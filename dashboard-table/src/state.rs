use std::fmt;

use crate::options::DEFAULT_PAGE_SIZE;
use crate::FilterValue;

#[derive(Clone, Copy, Debug, PartialEq, Eq, Hash)]
pub enum SortDirection {
    Asc,
    Desc,
}

impl SortDirection {
    pub fn as_str(self) -> &'static str {
        match self {
            Self::Asc => "asc",
            Self::Desc => "desc",
        }
    }
}

impl fmt::Display for SortDirection {
    fn fmt(&self, f: &mut fmt::Formatter) -> fmt::Result {
        f.write_str(self.as_str())
    }
}

/// One entry of the ordering list. The first entry has the highest precedence.
#[derive(Clone, Debug, PartialEq, Eq)]
pub struct OrderingSpec {
    pub column_id: String,
    pub direction: SortDirection,
}

impl OrderingSpec {
    pub fn asc(column_id: impl Into<String>) -> Self {
        Self {
            column_id: column_id.into(),
            direction: SortDirection::Asc,
        }
    }

    pub fn desc(column_id: impl Into<String>) -> Self {
        Self {
            column_id: column_id.into(),
            direction: SortDirection::Desc,
        }
    }
}

/// An active filter. There is at most one per column.
#[derive(Clone, Debug, PartialEq, Eq)]
pub struct FilterSpec {
    pub column_id: String,
    pub value: FilterValue,
}

#[derive(Clone, Copy, Debug, PartialEq, Eq)]
pub struct Pagination {
    pub page_index: usize,
    pub page_size: usize,
}

impl Default for Pagination {
    fn default() -> Self {
        Self {
            page_index: 0,
            page_size: DEFAULT_PAGE_SIZE,
        }
    }
}

/// The view state of one table instance.
#[derive(Clone, Debug, Default, PartialEq, Eq)]
pub struct TableState {
    pub sorting: Vec<OrderingSpec>,
    pub column_filters: Vec<FilterSpec>,
    pub pagination: Pagination,
}

impl TableState {
    /// The active filter value of a column.
    pub fn filter(&self, column_id: &str) -> Option<&FilterValue> {
        self.column_filters
            .iter()
            .find(|filter| filter.column_id == column_id)
            .map(|filter| &filter.value)
    }

    /// The sort direction of a column, `None` if it is unsorted.
    pub fn sort_direction(&self, column_id: &str) -> Option<SortDirection> {
        self.sorting
            .iter()
            .find(|spec| spec.column_id == column_id)
            .map(|spec| spec.direction)
    }

    /// Precedence of a column in the ordering list, `0` being the highest.
    pub fn sort_position(&self, column_id: &str) -> Option<usize> {
        self.sorting
            .iter()
            .position(|spec| spec.column_id == column_id)
    }
}

/// Number of pages needed for `rows` rows.
pub fn page_count(rows: usize, page_size: usize) -> usize {
    if page_size == 0 {
        return 0;
    }
    rows.div_ceil(page_size)
}

/// Owns the [`TableState`] of one table and keeps it consistent.
///
/// Every filter or sorting change goes back to the first page. Once the table reported how many
/// rows survive filtering (see [`reconcile`](Self::reconcile)), the page index is kept inside
/// `0..page_count` (or `0` without rows) across all later changes.
#[derive(Clone, Debug, Default)]
pub struct TableStateController {
    state: TableState,
    row_count: Option<usize>,
}

impl TableStateController {
    pub fn new() -> Self {
        Self::default()
    }

    pub fn with_page_size(page_size: usize) -> Self {
        let mut this = Self::new();
        this.state.pagination.page_size = page_size.max(1);
        this
    }

    pub fn state(&self) -> &TableState {
        &self.state
    }

    pub fn pagination(&self) -> Pagination {
        self.state.pagination
    }

    /// Row count after filtering as last reported by [`reconcile`](Self::reconcile).
    pub fn row_count(&self) -> Option<usize> {
        self.row_count
    }

    /// Set or replace the filter of a column, `None` or an empty value removes it.
    pub fn set_column_filter(&mut self, column_id: &str, value: Option<FilterValue>) {
        let value = value.filter(|value| !value.is_empty());
        let position = self
            .state
            .column_filters
            .iter()
            .position(|filter| filter.column_id == column_id);

        match (position, value) {
            (Some(index), Some(value)) => self.state.column_filters[index].value = value,
            (Some(index), None) => {
                self.state.column_filters.remove(index);
            }
            (None, Some(value)) => self.state.column_filters.push(FilterSpec {
                column_id: column_id.to_string(),
                value,
            }),
            (None, None) => (),
        }

        self.reset_page();
    }

    /// Remove all column filters.
    pub fn clear_filters(&mut self) {
        self.state.column_filters.clear();
        self.reset_page();
    }

    /// Replace the whole ordering list.
    ///
    /// Later entries for an already listed column are dropped.
    pub fn set_sorting(&mut self, sorting: Vec<OrderingSpec>) {
        let mut deduplicated: Vec<OrderingSpec> = Vec::with_capacity(sorting.len());
        for spec in sorting {
            if !deduplicated
                .iter()
                .any(|existing| existing.column_id == spec.column_id)
            {
                deduplicated.push(spec);
            }
        }
        self.state.sorting = deduplicated;
        self.reset_page();
    }

    /// Cycle a column through `unsorted -> asc -> desc -> unsorted`.
    ///
    /// Without `multi` the column becomes the only sort key, with `multi` the other entries of
    /// the ordering list are kept.
    pub fn toggle_sorting(&mut self, column_id: &str, multi: bool) {
        let next = match self.state.sort_direction(column_id) {
            None => Some(SortDirection::Asc),
            Some(SortDirection::Asc) => Some(SortDirection::Desc),
            Some(SortDirection::Desc) => None,
        };

        let mut sorting = if multi {
            self.state.sorting.clone()
        } else {
            Vec::new()
        };

        let position = sorting.iter().position(|spec| spec.column_id == column_id);
        match (position, next) {
            (Some(index), Some(direction)) => sorting[index].direction = direction,
            (Some(index), None) => {
                sorting.remove(index);
            }
            (None, Some(direction)) => sorting.push(OrderingSpec {
                column_id: column_id.to_string(),
                direction,
            }),
            (None, None) => (),
        }

        self.set_sorting(sorting);
    }

    pub fn clear_sorting(&mut self) {
        self.set_sorting(Vec::new());
    }

    /// Direct assignment, a page size of `0` is treated as `1`.
    pub fn set_pagination(&mut self, pagination: Pagination) {
        self.state.pagination = Pagination {
            page_index: pagination.page_index,
            page_size: pagination.page_size.max(1),
        };
        self.clamp();
    }

    pub fn set_page_index(&mut self, page_index: usize) {
        self.set_pagination(Pagination {
            page_index,
            ..self.state.pagination
        });
    }

    /// Change the page size, keeping the first row of the current page visible.
    pub fn set_page_size(&mut self, page_size: usize) {
        let page_size = page_size.max(1);
        let Pagination {
            page_index,
            page_size: old_size,
        } = self.state.pagination;
        // the index is unbounded until the first `reconcile`
        let first_row = page_index.saturating_mul(old_size);

        self.set_pagination(Pagination {
            page_index: first_row / page_size,
            page_size,
        });
    }

    /// Number of pages for the last reported row count, `None` before the first report.
    pub fn page_count(&self) -> Option<usize> {
        self.row_count
            .map(|rows| page_count(rows, self.state.pagination.page_size))
    }

    pub fn can_previous_page(&self) -> bool {
        self.state.pagination.page_index > 0
    }

    pub fn can_next_page(&self) -> bool {
        match self.page_count() {
            Some(count) => self.state.pagination.page_index + 1 < count,
            None => false,
        }
    }

    pub fn next_page(&mut self) {
        if self.can_next_page() {
            self.set_page_index(self.state.pagination.page_index + 1);
        }
    }

    pub fn previous_page(&mut self) {
        if self.can_previous_page() {
            self.set_page_index(self.state.pagination.page_index - 1);
        }
    }

    pub fn first_page(&mut self) {
        self.set_page_index(0);
    }

    pub fn last_page(&mut self) {
        if let Some(count) = self.page_count() {
            self.set_page_index(count.saturating_sub(1));
        }
    }

    /// Report the number of rows left after filtering and fix up the page index.
    ///
    /// Must be called whenever the data or the filtered subset may have changed. Returns `true`
    /// if the page index had to be corrected.
    pub fn reconcile(&mut self, filtered_rows: usize) -> bool {
        self.row_count = Some(filtered_rows);
        self.clamp()
    }

    fn reset_page(&mut self) {
        self.state.pagination.page_index = 0;
    }

    fn clamp(&mut self) -> bool {
        let Some(count) = self.page_count() else {
            return false;
        };

        let last = count.saturating_sub(1);
        let page_index = self.state.pagination.page_index;
        if page_index > last {
            tracing::trace!("page index {page_index} out of range, moving to page {last}");
            self.state.pagination.page_index = last;
            return true;
        }
        false
    }
}
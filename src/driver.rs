//! Benchmark driver: sequences the timed passes across both stores, hands
//! each completed row to the reporter, and repeats on a fixed interval
//! until cancelled or failed.

use std::io::Write;
use std::sync::atomic::{AtomicBool, Ordering};
use std::sync::Arc;
use std::thread;
use std::time::Duration;

use anyhow::{Context, Result};

use crate::clock::MonotonicClock;
use crate::report::{Reporter, ResultRow};
use crate::store::array::ArrayMapStore;
use crate::store::hash::HashMapStore;
use crate::store::{MapKind, MapStore, DEFAULT_CAPACITY};
use crate::sweep::{run_sweep, SweepKind};

/// The fixed pass order of the hash-vs-array comparison. Also fixes the
/// report column order, so the header stays aligned with the data cells.
pub const PASS_SEQUENCE: [(&str, MapKind, SweepKind); 6] = [
    ("hash_look", MapKind::Hash, SweepKind::Lookup),
    ("hash_ins", MapKind::Hash, SweepKind::Insert),
    ("hash_del", MapKind::Hash, SweepKind::DeleteOrReset),
    ("arr_look", MapKind::Array, SweepKind::Lookup),
    ("arr_ins", MapKind::Array, SweepKind::Insert),
    ("arr_clear", MapKind::Array, SweepKind::DeleteOrReset),
];

#[derive(Debug, Clone, Copy, PartialEq, Eq)]
pub enum DriverState {
    Idle,
    Running,
    /// Stopped cleanly after a cancellation request; no partial row emitted.
    Cancelled,
    /// Stopped on the first unrecoverable pass error; no retry.
    Failed,
}

#[derive(Debug, Clone, Copy)]
pub struct DriverConfig {
    /// Entry limit for both stores.
    pub capacity: u32,
    /// Sleep between iterations.
    pub interval: Duration,
}

impl Default for DriverConfig {
    fn default() -> Self {
        Self {
            capacity: DEFAULT_CAPACITY,
            interval: Duration::from_secs(10),
        }
    }
}

/// Owns both store handles for the lifetime of the run and walks them
/// through [`PASS_SEQUENCE`] once per iteration.
///
/// Cancellation is cooperative: the flag is checked between iterations
/// only, so an in-flight pass always completes (or fails) first.
pub struct BenchDriver {
    hash: Arc<HashMapStore>,
    array: Arc<ArrayMapStore>,
    clock: MonotonicClock,
    interval: Duration,
    cancel: Arc<AtomicBool>,
    state: DriverState,
}

impl BenchDriver {
    pub fn new(
        hash: Arc<HashMapStore>,
        array: Arc<ArrayMapStore>,
        config: &DriverConfig,
        cancel: Arc<AtomicBool>,
    ) -> Self {
        Self {
            hash,
            array,
            clock: MonotonicClock::new(),
            interval: config.interval,
            cancel,
            state: DriverState::Idle,
        }
    }

    pub fn state(&self) -> DriverState {
        self.state
    }

    fn store_for(&self, kind: MapKind) -> &dyn MapStore {
        match kind {
            MapKind::Hash => self.hash.as_ref(),
            MapKind::Array => self.array.as_ref(),
        }
    }

    /// Execute one full iteration of the pass sequence, collecting one
    /// duration per pass. All-or-nothing: the first pass failure aborts the
    /// whole row.
    pub fn run_once(&self) -> Result<ResultRow> {
        let mut row = ResultRow::default();
        for (label, map, sweep) in PASS_SEQUENCE {
            let store = self.store_for(map);
            let elapsed = run_sweep(store, sweep, &self.clock)
                .with_context(|| format!("{sweep} sweep failed on the {map} store ({label})"))?;
            log::debug!("{label}: {elapsed}");
            row.push(label, elapsed);
        }
        Ok(row)
    }

    /// Run iterations until cancelled or a pass fails.
    pub fn run<W: Write>(&mut self, reporter: &mut Reporter<W>) -> Result<()> {
        self.state = DriverState::Running;
        loop {
            if self.cancel.load(Ordering::SeqCst) {
                self.state = DriverState::Cancelled;
                return Ok(());
            }

            match self.run_once() {
                Ok(row) => reporter.emit(&row),
                Err(e) => {
                    self.state = DriverState::Failed;
                    return Err(e);
                }
            }

            if self.cancel.load(Ordering::SeqCst) {
                self.state = DriverState::Cancelled;
                return Ok(());
            }
            thread::sleep(self.interval);
        }
    }
}
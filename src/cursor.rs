//! Cursor enumeration over a store's live key set.
//!
//! Wraps the backend's get-successor protocol (`first_key` / `next_key`) in
//! a one-shot `Iterator`. Construct a fresh cursor per sweep rather than
//! reusing one across sweeps.

use crate::store::MapStore;

/// Lazy, finite, non-restartable walk over all keys enumerable from a store
/// at the moment of each successor call.
///
/// Offers no snapshot isolation: a concurrent producer may delete a key
/// between successor calls, which can legitimately skip keys or end the
/// walk early. That is a tolerated race, not a failure — and a key this
/// cursor yields may already be gone by the time the caller touches it.
pub struct KeyCursor<'a> {
    store: &'a dyn MapStore,
    last: Option<u32>,
    started: bool,
}

impl<'a> KeyCursor<'a> {
    pub fn new(store: &'a dyn MapStore) -> Self {
        Self {
            store,
            last: None,
            started: false,
        }
    }
}

impl Iterator for KeyCursor<'_> {
    type Item = u32;

    fn next(&mut self) -> Option<u32> {
        let key = if self.started {
            // Exhausted stays exhausted.
            self.store.next_key(self.last?)
        } else {
            self.started = true;
            self.store.first_key()
        };
        self.last = key;
        key
    }
}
= = =
Across all the records, find the lines containing the word "both" and reproduce each one.

//! Benchmark driver: sequences the timed passes across both stores, hands
    /// Entry limit for both stores.
/// Owns both store handles for the lifetime of the run and walks them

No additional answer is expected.